WHAT IS BEING ASKED ->
Every line below that holds the string "Uuid" should be copied.

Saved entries
------------------------------------------------------------------------

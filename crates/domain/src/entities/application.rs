//! Application and API key entities
//!
//! An application is the authorization scope of its tasks: any active API
//! key belonging to the owning application may read a task's status.

use chrono::{DateTime, Utc};
use serde::{Deserialize, Serialize};
use uuid::Uuid;

use crate::value_objects::{AppId, KeyId};

/// A client application that enqueues and owns tasks
#[derive(Debug, Clone, Serialize, Deserialize)]
pub struct Application {
    /// Unique identifier
    pub id: AppId,
    /// Human-readable name
    pub name: String,
    /// Inactive applications cannot authenticate
    pub active: bool,
    /// When this application was created
    pub created_at: DateTime<Utc>,
}

impl Application {
    /// Create a new active application
    #[must_use]
    pub fn new(name: impl Into<String>) -> Self {
        Self {
            id: AppId::new(),
            name: name.into(),
            active: true,
            created_at: Utc::now(),
        }
    }
}

impl std::fmt::Display for Application {
    fn fmt(&self, f: &mut std::fmt::Formatter<'_>) -> std::fmt::Result {
        write!(f, "{} ({})", self.name, self.id)
    }
}

/// An API key belonging to an application
#[derive(Debug, Clone, Serialize, Deserialize)]
pub struct ApiKey {
    /// Unique identifier
    pub id: KeyId,
    /// Owning application
    pub app_id: AppId,
    /// The secret presented by clients
    pub value: String,
    /// Revoked keys stay on record but no longer authenticate
    pub active: bool,
    /// When this key was created
    pub created_at: DateTime<Utc>,
}

impl ApiKey {
    /// Generate a fresh active key for an application
    #[must_use]
    pub fn generate(app_id: AppId) -> Self {
        Self {
            id: KeyId::new(),
            app_id,
            value: Uuid::new_v4().simple().to_string(),
            active: true,
            created_at: Utc::now(),
        }
    }
}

------------------------------------------------------------------------

EXERCISE ANSWER ->
use uuid::Uuid;
            value: Uuid::new_v4().simple().to_string(),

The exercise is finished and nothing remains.